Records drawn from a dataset

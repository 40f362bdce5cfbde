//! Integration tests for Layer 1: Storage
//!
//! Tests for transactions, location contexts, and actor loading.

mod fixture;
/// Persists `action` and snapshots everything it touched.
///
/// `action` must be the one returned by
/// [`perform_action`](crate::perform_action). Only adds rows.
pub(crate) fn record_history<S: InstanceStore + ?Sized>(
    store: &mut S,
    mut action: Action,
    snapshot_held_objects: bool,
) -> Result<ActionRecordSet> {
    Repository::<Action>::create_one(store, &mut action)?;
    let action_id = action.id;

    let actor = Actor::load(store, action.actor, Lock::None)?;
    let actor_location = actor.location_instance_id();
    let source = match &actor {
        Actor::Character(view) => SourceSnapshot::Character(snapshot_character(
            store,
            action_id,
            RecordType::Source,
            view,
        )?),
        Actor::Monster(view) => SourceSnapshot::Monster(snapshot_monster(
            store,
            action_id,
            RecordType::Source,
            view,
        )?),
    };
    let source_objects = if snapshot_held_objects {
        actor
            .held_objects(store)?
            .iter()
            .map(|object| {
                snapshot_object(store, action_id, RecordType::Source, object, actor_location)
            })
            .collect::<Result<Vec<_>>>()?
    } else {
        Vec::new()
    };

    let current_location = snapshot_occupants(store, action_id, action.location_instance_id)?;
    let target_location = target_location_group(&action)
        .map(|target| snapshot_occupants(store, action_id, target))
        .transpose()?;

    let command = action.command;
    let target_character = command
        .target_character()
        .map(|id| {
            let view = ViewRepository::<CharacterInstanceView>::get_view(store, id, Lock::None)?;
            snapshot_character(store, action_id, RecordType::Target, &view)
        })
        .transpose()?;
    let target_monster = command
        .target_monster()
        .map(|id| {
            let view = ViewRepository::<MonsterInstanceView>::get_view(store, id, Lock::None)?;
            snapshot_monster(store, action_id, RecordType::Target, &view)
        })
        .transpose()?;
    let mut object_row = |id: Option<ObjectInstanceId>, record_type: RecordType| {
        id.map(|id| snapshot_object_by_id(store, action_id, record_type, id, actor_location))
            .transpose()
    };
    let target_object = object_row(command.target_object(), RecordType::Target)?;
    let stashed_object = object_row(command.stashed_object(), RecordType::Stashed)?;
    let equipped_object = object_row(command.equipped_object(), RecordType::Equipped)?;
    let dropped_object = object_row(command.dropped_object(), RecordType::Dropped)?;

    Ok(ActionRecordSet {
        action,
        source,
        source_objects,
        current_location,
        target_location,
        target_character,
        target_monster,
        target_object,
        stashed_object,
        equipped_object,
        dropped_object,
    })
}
* * *
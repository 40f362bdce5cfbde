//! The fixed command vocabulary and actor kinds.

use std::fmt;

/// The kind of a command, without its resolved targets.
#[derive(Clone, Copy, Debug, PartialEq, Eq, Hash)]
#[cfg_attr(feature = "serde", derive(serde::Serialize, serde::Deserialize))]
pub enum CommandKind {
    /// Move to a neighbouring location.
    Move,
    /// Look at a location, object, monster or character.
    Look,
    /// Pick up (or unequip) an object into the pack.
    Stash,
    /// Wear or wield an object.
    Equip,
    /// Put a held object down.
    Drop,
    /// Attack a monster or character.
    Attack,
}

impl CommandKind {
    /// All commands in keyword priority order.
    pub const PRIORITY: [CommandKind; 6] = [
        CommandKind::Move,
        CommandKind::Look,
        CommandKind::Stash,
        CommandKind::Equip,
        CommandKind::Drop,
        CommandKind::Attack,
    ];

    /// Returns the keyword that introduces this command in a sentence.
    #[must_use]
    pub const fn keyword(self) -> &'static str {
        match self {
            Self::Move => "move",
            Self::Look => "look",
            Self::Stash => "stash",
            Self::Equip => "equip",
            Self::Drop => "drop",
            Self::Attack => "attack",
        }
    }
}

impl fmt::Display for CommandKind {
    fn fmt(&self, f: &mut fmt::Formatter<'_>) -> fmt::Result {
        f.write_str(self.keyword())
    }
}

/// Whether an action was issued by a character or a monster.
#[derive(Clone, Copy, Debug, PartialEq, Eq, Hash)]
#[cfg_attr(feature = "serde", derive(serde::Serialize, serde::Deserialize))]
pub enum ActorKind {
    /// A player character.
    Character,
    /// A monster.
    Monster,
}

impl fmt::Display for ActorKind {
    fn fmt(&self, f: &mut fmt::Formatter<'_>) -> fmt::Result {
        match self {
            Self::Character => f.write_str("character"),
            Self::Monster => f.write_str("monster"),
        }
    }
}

**The problem**
Looking at the entries above, state how many lines contain "Lock"; give the number alone.

**Your response**
3